QUOTE | "We are writing to inform you that your channel was subject to one or more of these DMCA takedown notifications, and that the content identified has been deleted." - An email from Twitch reportedly sent to hundreds of partners who had collectively seen thousands of their old videos and clips summarily deleted for use of copyrighted music without the opportunity to appeal.
QUOTE | "Due to all these harassments, Microsoft decided that it was for the best sever ties with me as a host, so I wouldn't be more exposed to situations like these that happened." - Isadora Basile explains why she was fired from her job hosting official Xbox Brazil news videos on YouTube .

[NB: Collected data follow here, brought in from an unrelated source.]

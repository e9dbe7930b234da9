//! Rule-based planner - the no-LLM fallback
//!
//! Produces a serviceable blueprint and task list from keyword matching
//! against a built-in domain table. Used when the language service is
//! unavailable or keeps violating its response schema, and as a fully
//! deterministic adapter in tests.

use async_trait::async_trait;

use crate::domain::{
    Analysis, Blueprint, Component, DataItem, Dependency, IntegrationContracts, PerformanceStats, Task, TaskKind,
    Worker,
};
use crate::llm::{AssignmentScore, LlmAdapter, LlmError};

/// One row of the built-in domain table
struct DomainRule {
    domain: &'static str,
    keywords: &'static [&'static str],
    user_types: &'static [&'static str],
    integrations: &'static [&'static str],
    compliance: &'static [&'static str],
}

const DOMAIN_TABLE: &[DomainRule] = &[
    DomainRule {
        domain: "hr",
        keywords: &["employee", "onboarding", "payroll", "leave", "recruit", "hiring", "hr "],
        user_types: &["employee", "hr-manager"],
        integrations: &["hris"],
        compliance: &["gdpr"],
    },
    DomainRule {
        domain: "finance",
        keywords: &["invoice", "budget", "expense", "accounting", "payment", "ledger", "billing"],
        user_types: &["accountant", "controller"],
        integrations: &["payment-gateway", "accounting"],
        compliance: &["sox"],
    },
    DomainRule {
        domain: "it",
        keywords: &["ticket", "incident", "helpdesk", "asset", "support", "monitoring", "deploy"],
        user_types: &["agent", "end-user"],
        integrations: &["monitoring"],
        compliance: &[],
    },
    DomainRule {
        domain: "operations",
        keywords: &["inventory", "logistics", "warehouse", "supply", "maintenance", "dispatch"],
        user_types: &["operator", "supervisor"],
        integrations: &["logistics"],
        compliance: &[],
    },
];

/// Integrations every generated system gets regardless of domain
const COMMON_INTEGRATIONS: &[&str] = &["email", "auth", "storage"];

/// Deterministic keyword-matching planner
#[derive(Debug, Clone, Default)]
pub struct RuleBasedPlanner;

impl RuleBasedPlanner {
    pub fn new() -> Self {
        Self
    }

    /// Classify text into a domain row; unknown text lands on "generic"
    pub fn analyze_text(&self, text: &str) -> Analysis {
        let lower = text.to_lowercase();
        let rule = DOMAIN_TABLE
            .iter()
            .find(|rule| rule.keywords.iter().any(|kw| lower.contains(kw)));

        let (domain, user_types) = match rule {
            Some(rule) => (
                rule.domain.to_string(),
                rule.user_types.iter().map(|s| s.to_string()).collect(),
            ),
            None => ("generic".to_string(), vec!["user".to_string()]),
        };

        // Complexity from request size: short asks are simple systems
        let word_count = lower.split_whitespace().count();
        let complexity_hint = if word_count > 120 {
            "high"
        } else if word_count > 30 {
            "medium"
        } else {
            "low"
        };

        let core_needs = lower
            .split(['.', ';'])
            .map(str::trim)
            .filter(|s| !s.is_empty())
            .take(5)
            .map(str::to_string)
            .collect();

        Analysis {
            domain,
            user_types,
            core_needs,
            complexity_hint: complexity_hint.to_string(),
        }
    }

    /// Standard three-tier blueprint for the analyzed domain
    pub fn blueprint_for(&self, analysis: &Analysis, original_text: &str) -> Blueprint {
        let lower = original_text.to_lowercase();
        let domain = &analysis.domain;

        let mut components = vec![
            Component::new("database", format!("{}-store", domain)),
            Component::new("backend", format!("{}-service", domain)),
        ];
        // Frontend unless the request is explicitly API-only
        if !lower.contains("api only") && !lower.contains("headless") {
            components.push(Component::new("frontend", format!("{}-portal", domain)));
        }

        let mut integrations: Vec<String> = COMMON_INTEGRATIONS.iter().map(|s| s.to_string()).collect();
        let mut compliance = Vec::new();
        if let Some(rule) = DOMAIN_TABLE.iter().find(|r| r.domain == *domain) {
            integrations.extend(rule.integrations.iter().map(|s| s.to_string()));
            compliance.extend(rule.compliance.iter().map(|s| s.to_string()));
        }

        Blueprint {
            project_id: String::new(),
            domain: domain.clone(),
            components,
            workflows: analysis.core_needs.clone(),
            integrations,
            quality_gates: vec!["code-review".to_string(), "qa-test".to_string()],
            compliance,
            architecture_pattern: None,
        }
    }

    /// One implementation task per component, wired with stable ids and
    /// schema/API contracts so the graph engine can infer the edges.
    pub fn tasks_for(&self, blueprint: &Blueprint) -> Vec<Task> {
        let domain = &blueprint.domain;
        let mut tasks = Vec::new();

        for component in &blueprint.components {
            let id = format!("task-{}-{}", domain, component.kind);
            let title = format!("Implement {}", component.name);
            let mut task = Task::with_id(id, title)
                .with_kind(TaskKind::Implementation)
                .with_description(format!(
                    "Build the {} component ({}) for the {} system",
                    component.name, component.kind, domain
                ));
            task.specialist_kind = component.kind.clone();

            match component.kind.as_str() {
                "database" => {
                    task.integration_contracts.defines_schema.push(domain.clone());
                    task.provided_outputs.push(DataItem::named(format!("schema:{}", domain)));
                    task.estimated_duration = 45;
                }
                "backend" => {
                    task.integration_contracts = IntegrationContracts {
                        provides_api: vec![domain.clone()],
                        requires_schema: vec![domain.clone()],
                        ..Default::default()
                    };
                    task.required_inputs.push(DataItem::named(format!("schema:{}", domain)));
                    task.provided_outputs.push(DataItem::named(format!("api:{}", domain)));
                    task.estimated_duration = 90;
                }
                "frontend" => {
                    task.integration_contracts.consumes_api.push(domain.clone());
                    task.required_inputs.push(DataItem::named(format!("api:{}", domain)));
                    task.estimated_duration = 60;
                    task.dependencies.push(Dependency::completion(format!("task-{}-backend", domain)));
                }
                _ => {
                    task.estimated_duration = 60;
                }
            }

            task.validation_criteria = vec![
                "builds without errors".to_string(),
                format!("{} acceptance checks pass", component.kind),
            ];
            tasks.push(task);
        }

        tasks
    }

    /// Capability-overlap heuristic when no model is reachable
    fn score(&self, task: &Task, worker: &Worker) -> AssignmentScore {
        let matched = worker
            .capabilities
            .keys()
            .filter(|skill| {
                let skill = skill.to_lowercase();
                task.specialist_kind.to_lowercase().contains(&skill)
                    || task.description.to_lowercase().contains(&skill)
            })
            .count();
        let specialist_match = worker.specialization.eq_ignore_ascii_case(&task.specialist_kind);

        let confidence = if specialist_match {
            0.9
        } else if matched > 0 {
            0.5 + 0.1 * (matched.min(3) as f64)
        } else {
            0.2
        };

        AssignmentScore {
            confidence,
            rationale: format!(
                "rule-based: specialization {} task kind, {} matching skills",
                if specialist_match { "matches" } else { "differs from" },
                matched
            ),
            risks: Vec::new(),
        }
    }
}

#[async_trait]
impl LlmAdapter for RuleBasedPlanner {
    async fn analyze_requirements(&self, text: &str) -> Result<Analysis, LlmError> {
        Ok(self.analyze_text(text))
    }

    async fn create_blueprint(&self, analysis: &Analysis, original_text: &str) -> Result<Blueprint, LlmError> {
        Ok(self.blueprint_for(analysis, original_text))
    }

    async fn generate_tasks(&self, blueprint: &Blueprint, _specialists: &[String]) -> Result<Vec<Task>, LlmError> {
        Ok(self.tasks_for(blueprint))
    }

    async fn score_assignment(
        &self,
        task: &Task,
        worker: &Worker,
        _history: &PerformanceStats,
    ) -> Result<AssignmentScore, LlmError> {
        Ok(self.score(task, worker))
    }
}

#[cfg(test)]
mod tests {
    use super::*;

    #[test]
    fn test_domain_classification() {
        let planner = RuleBasedPlanner::new();
        assert_eq!(planner.analyze_text("employee onboarding flows").domain, "hr");
        assert_eq!(planner.analyze_text("track invoices and budgets").domain, "finance");
        assert_eq!(planner.analyze_text("helpdesk ticket triage").domain, "it");
        assert_eq!(planner.analyze_text("warehouse inventory counts").domain, "operations");
        assert_eq!(planner.analyze_text("a photo sharing app").domain, "generic");
    }

    #[test]
    fn test_blueprint_includes_common_integrations() {
        let planner = RuleBasedPlanner::new();
        let analysis = planner.analyze_text("employee onboarding");
        let bp = planner.blueprint_for(&analysis, "employee onboarding");

        for common in ["email", "auth", "storage"] {
            assert!(bp.integrations.iter().any(|i| i == common), "missing {}", common);
        }
        assert!(bp.integrations.iter().any(|i| i == "hris"));
        assert!(bp.compliance.iter().any(|c| c == "gdpr"));
    }

    #[test]
    fn test_blueprint_headless_skips_frontend() {
        let planner = RuleBasedPlanner::new();
        let analysis = planner.analyze_text("invoice api only");
        let bp = planner.blueprint_for(&analysis, "invoice api only");
        assert!(!bp.has_component("frontend"));
        assert!(bp.has_component("backend"));
    }

    #[test]
    fn test_tasks_carry_contracts() {
        let planner = RuleBasedPlanner::new();
        let analysis = planner.analyze_text("employee onboarding");
        let bp = planner.blueprint_for(&analysis, "employee onboarding");
        let tasks = planner.tasks_for(&bp);

        let db = tasks.iter().find(|t| t.specialist_kind == "database").unwrap();
        let backend = tasks.iter().find(|t| t.specialist_kind == "backend").unwrap();
        let frontend = tasks.iter().find(|t| t.specialist_kind == "frontend").unwrap();

        assert_eq!(db.integration_contracts.defines_schema, vec!["hr".to_string()]);
        assert_eq!(backend.integration_contracts.provides_api, vec!["hr".to_string()]);
        assert_eq!(backend.integration_contracts.requires_schema, vec!["hr".to_string()]);
        assert_eq!(frontend.integration_contracts.consumes_api, vec!["hr".to_string()]);
        assert!(frontend.depends_on(&backend.id));
    }

    #[test]
    fn test_tasks_deterministic_ids() {
        let planner = RuleBasedPlanner::new();
        let analysis = planner.analyze_text("invoice tracking");
        let bp = planner.blueprint_for(&analysis, "invoice tracking");
        let a = planner.tasks_for(&bp);
        let b = planner.tasks_for(&bp);
        let ids_a: Vec<_> = a.iter().map(|t| t.id.clone()).collect();
        let ids_b: Vec<_> = b.iter().map(|t| t.id.clone()).collect();
        assert_eq!(ids_a, ids_b);
    }

    #[tokio::test]
    async fn test_score_prefers_matching_specialization() {
        let planner = RuleBasedPlanner::new();
        let task = Task::new("Implement service", "backend");
        let matching = Worker::developer("w1", "Backend", "backend");
        let other = Worker::developer("w2", "Designer", "frontend");

        let stats = PerformanceStats::default();
        let a = planner.score_assignment(&task, &matching, &stats).await.unwrap();
        let b = planner.score_assignment(&task, &other, &stats).await.unwrap();
        assert!(a.confidence > b.confidence);
    }
}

QUOTE | "Last week's programming changes are unrelated [to the harassment]. They are the direct result of our ongoing effort to reach more players in more languages with the real-time news and comprehensive information available from our global news outlet, Xbox Wire." - In the same story, Microsoft explains that it fired the person it hired less than two months earlier not because of the constant harassment directed her way, but because it decided to make a significant marketing and communications strategy shift in Brazil less than a month before the launch of its new console and didn't care if that meant jettisoning a new employee already under siege from its own community.
QUOTE | "I was surprised, and I felt as naive and confused as a lot of other people. But I've been thinking about it a lot—I was and am extremely focused on the craft of making games. I actually don't care about anything else in my job, and because of that I don't see other trends that are going on in the company. Just as I would ignore the budget, to the frustration of my managers, because there's no correlation between the budget and the quality of the game that you can use in a meaningful way." - In an interview about his new book, Ubisoft Massive managing director David Polfeldt discusses the summer's revelations of numerous sexual misconduct claims at the publisher, specifying that he continues to not care about anything else in his job besides the craft of making games, and letting abusive people know that Ubisoft Massive may be a studio where they can safely prey on Polfeldt's employees.
QUOTE | "In an act of utter bad faith and contractual breach of confidentiality requirements, Human Head secretly provided Bethesda and ZeniMax with 'keys' that permitted it to play a confidential, pre-release version of Rune 2. This enabled Bethesda and ZeniMax to see for themselves the threat that Rune 2 posed to their hit franchise, Skyrim/Elder Scrolls." - In suing Bethesda and ZeniMax for the shady way they turned Rune 2 developer Human Head into their internal studio Roundhouse, Rune 2 publisher Ragnarok may be slightly overstating how worried the Elder Scrolls people were about their game.
QUOTE | "The way I did projects was to have an idea for a category I wanted to be in, then to watch for somebody who was passionate about it. Then my job was to somehow protect their passion, because everybody on a project wanted to put some piece of themselves into the game. And if suddenly I've got 100 people working on the project, then my goal is how to get the other 99 people to just do what they're told and shut up and not try to filter their personality into the game. How that could be done with 1,000 people, I don't know." - Sierra On-Line co-founder Ken Williams doesn't know how his philosophy of game development could work in modern AAA gaming.
QUOTE | "I didn't think about the [Moon Discs in the PlayStation RPG Moon] as 'background music.' It was important to me for players to be actively listening to the MDs, so the request I made to all the artists was that they didn't have 'background music for Moon' in mind when composing." - In a direct contrast to Williams' approach, Moon sound engineer Masanori Adachi wanted all the musicians who contributed to the game to leave their own mark on the project.
STAT | 36% - Percentage of survey respondents who said they were planning to buy a PlayStation 5 or Xbox Series X|S this year. 18% said they planned to get the PS5, and the other 18% said they planned to either get an Xbox Series X or Series S.